Exercise directions ▸ Scan the listing below and copy every line holding "criatividade".

** Given information follows **

#[allow(clippy::too_many_lines)]
fn named_daily_message(name: &str) -> Option<&'static str> {
    let message = match name {
        "The Fool" => "Hoje é dia de dar um salto de fé! O Louco te convida a embarcar em uma nova aventura com coração aberto.",
        "The Magician" => "Seu poder de manifestação está no auge! Use suas habilidades para criar a realidade que deseja.",
        "The High Priestess" => "Confie na sua intuição. Os mistérios do universo estão se revelando para você hoje.",
        "The Empress" => "A energia da abundância te cerca. Cultive amor, criatividade e conexão com a natureza.",
        "The Emperor" => "Estrutura e autoridade são necessárias hoje. Organize-se e lidere com sabedoria.",
        "The Hierophant" => "Busque conhecimento e tradição. Um mentor ou ensinamento importante pode aparecer.",
        "The Lovers" => "Escolhas do coração estão em foco. Siga seu verdadeiro desejo, não apenas a razão.",
        "The Chariot" => "Determinação e controle te levarão à vitória. Mantenha o foco no seu objetivo.",
        "Strength" => "A verdadeira força vem da compaixão. Enfrente desafios com gentileza e coragem.",
        "The Hermit" => "Momento de introspecção. A solidão hoje traz sabedoria e autoconhecimento.",
        "Wheel of Fortune" => "Mudanças estão a caminho! A roda da fortuna gira e traz novas oportunidades.",
        "Justice" => "Equilíbrio e verdade prevalecem. Suas ações de hoje terão consequências justas.",
        "The Hanged Man" => "Olhe de outra perspectiva. A rendição pode trazer a resposta que você busca.",
        "Death" => "Transformação profunda. Algo precisa morrer para que o novo possa nascer.",
        "Temperance" => "Equilíbrio é a chave. Encontre o meio-termo e integre opostos em harmonia.",
        "The Devil" => "Liberte-se das amarras. Identifique o que te prende e busque sua liberdade.",
        "The Tower" => "Mudança repentina. O que parece caótico hoje é na verdade uma libertação necessária.",
        "The Star" => "Esperança e inspiração. O universo te envia sinais de que dias melhores virão.",
        "The Moon" => "Navegue pelas ilusões. Sua intuição é mais confiável que a lógica hoje.",
        "The Sun" => "Alegria e sucesso! Um dia radiante te espera, cheio de otimismo e realizações.",
        "Judgement" => "Chamado interior. É hora de ouvir sua alma e se libertar do passado.",
        "The World" => "Ciclo completo! Celebre suas conquistas e prepare-se para um novo começo.",

        "Ace of Wands" => "Nova energia criativa surge! Um projeto ou paixão está pronto para começar.",
        "Two of Wands" => "Planeje seu próximo passo. O mundo está diante de você, escolha com sabedoria.",
        "Three of Wands" => "Seus esforços começam a dar frutos. A expansão está a caminho.",
        "Four of Wands" => "Celebração e harmonia no lar. Momento de comemorar conquistas.",
        "Five of Wands" => "Conflitos e competição. Busque o meio-termo nas discussões de hoje.",
        "Six of Wands" => "Vitória e reconhecimento! Seu talento será notado e aplaudido.",
        "Seven of Wands" => "Defenda suas ideias. Desafios aparecem, mas você tem força para vencê-los.",
        "Eight of Wands" => "Ação rápida e progresso. Notícias chegam e tudo se acelera.",
        "Nine of Wands" => "Resiliência é a chave. Você está quase lá, não desista agora.",
        "Ten of Wands" => "Sobrecarga de responsabilidades. Peça ajuda e delegue tarefas.",
        "Page of Wands" => "Notícias empolgantes chegam. Uma nova oportunidade criativa aparece.",
        "Knight of Wands" => "Ação e aventura! Siga seus impulsos com paixão e entusiasmo.",
        "Queen of Wands" => "Confiança e calor humano. Sua autenticidade atrai boas energias.",
        "King of Wands" => "Liderança visionária. Use sua influência para inspirar outros.",

        "Ace of Cups" => "Novo amor ou emoção profunda. Seu coração se abre para receber.",
        "Two of Cups" => "Conexão especial. Um encontro significativo ou parceria amorosa.",
        "Three of Cups" => "Amizade e celebração. Momento de confraternizar com pessoas queridas.",
        "Four of Cups" => "Insatisfação ou apatia. Olhe ao redor, talvez você esteja ignorando bênçãos.",
        "Five of Cups" => "Foco na perda. Não se esqueça do que ainda permanece com você.",
        "Six of Cups" => "Nostalgia e memórias. O passado traz conforto ou lições importantes.",
        "Seven of Cups" => "Muitas escolhas e ilusões. Cuidado com fantasias, busque clareza.",
        "Eight of Cups" => "Deixar para trás. É hora de seguir em frente emocionalmente.",
        "Nine of Cups" => "Realização de desejos! Seu pedido será atendido em breve.",
        "Ten of Cups" => "Felicidade familiar e plenitude. Harmonia completa no amor.",
        "Page of Cups" => "Mensagem de amor ou criatividade. Um convite romântico ou artístico.",
        "Knight of Cups" => "Romance e idealismo. Alguém pode fazer uma declaração de sentimentos.",
        "Queen of Cups" => "Intuição e compaixão. Ouça sua voz interior com carinho.",
        "King of Cups" => "Equilíbrio emocional e maturidade. Controle suas emoções com sabedoria.",

        "Ace of Swords" => "Clareza mental! Uma ideia brilhante ou verdade importante se revela.",
        "Two of Swords" => "Indecisão. Você precisa fazer uma escolha, mesmo sendo difícil.",
        "Three of Swords" => "Dor e sofrimento. Permita-se sentir, a cura virá depois.",
        "Four of Swords" => "Descanso necessário. Faça uma pausa para recuperar energias.",
        "Five of Swords" => "Conflito e derrota. Escolha suas batalhas, nem todas valem a pena.",
        "Six of Swords" => "Transição tranquila. Deixando dificuldades para trás, rumo à paz.",
        "Seven of Swords" => "Estratégia e discrição. Às vezes é melhor não revelar todos os planos.",
        "Eight of Swords" => "Sentindo-se preso. As amarras são mais mentais que reais.",
        "Nine of Swords" => "Ansiedade e preocupação. A mente cria monstros, busque tranquilidade.",
        "Ten of Swords" => "Fim de um ciclo difícil. O pior já passou, o recomeço está próximo.",
        "Page of Swords" => "Curiosidade e vigilância. Busque informações, mas evite fofocas.",
        "Knight of Swords" => "Ação rápida e direta. Comunique-se com clareza e objetividade.",
        "Queen of Swords" => "Independência e sabedoria. Corte o que não serve com honestidade.",
        "King of Swords" => "Autoridade intelectual. Use a lógica e a verdade para decidir.",

        "Ace of Pentacles" => "Nova oportunidade material! Prosperidade e abundância chegando.",
        "Two of Pentacles" => "Equilíbrio financeiro. Gerencie múltiplas prioridades com leveza.",
        "Three of Pentacles" => "Trabalho em equipe. Colabore e aprenda com outros.",
        "Four of Pentacles" => "Apego e segurança. Cuidado com a avareza, compartilhe.",
        "Five of Pentacles" => "Dificuldade material. Momentos difíceis, mas temporários.",
        "Six of Pentacles" => "Generosidade e partilha. Dar e receber em equilíbrio.",
        "Seven of Pentacles" => "Paciência e cultivo. Seus esforços darão frutos com tempo.",
        "Eight of Pentacles" => "Dedicação ao trabalho. Aperfeiçoe suas habilidades com esmero.",
        "Nine of Pentacles" => "Independência financeira. Desfrute do que conquistou com orgulho.",
        "Ten of Pentacles" => "Legado e família. Prosperidade que atravessa gerações.",
        "Page of Pentacles" => "Estudo e aprendizado. Invista em conhecimento prático.",
        "Knight of Pentacles" => "Trabalho constante. Passo a passo, com paciência e método.",
        "Queen of Pentacles" => "Nutrição e conforto. Cuide do lar e das finanças com carinho.",
        "King of Pentacles" => "Segurança e abundância. Liderança prática e confiável.",

        _ => return None,
    };
    Some(message)
}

** End of Given information **

Response box ▸
        "The Empress" => "A energia da abundância te cerca. Cultive amor, criatividade e conexão com a natureza.",
        "Page of Cups" => "Mensagem de amor ou criatividade. Um convite romântico ou artístico.",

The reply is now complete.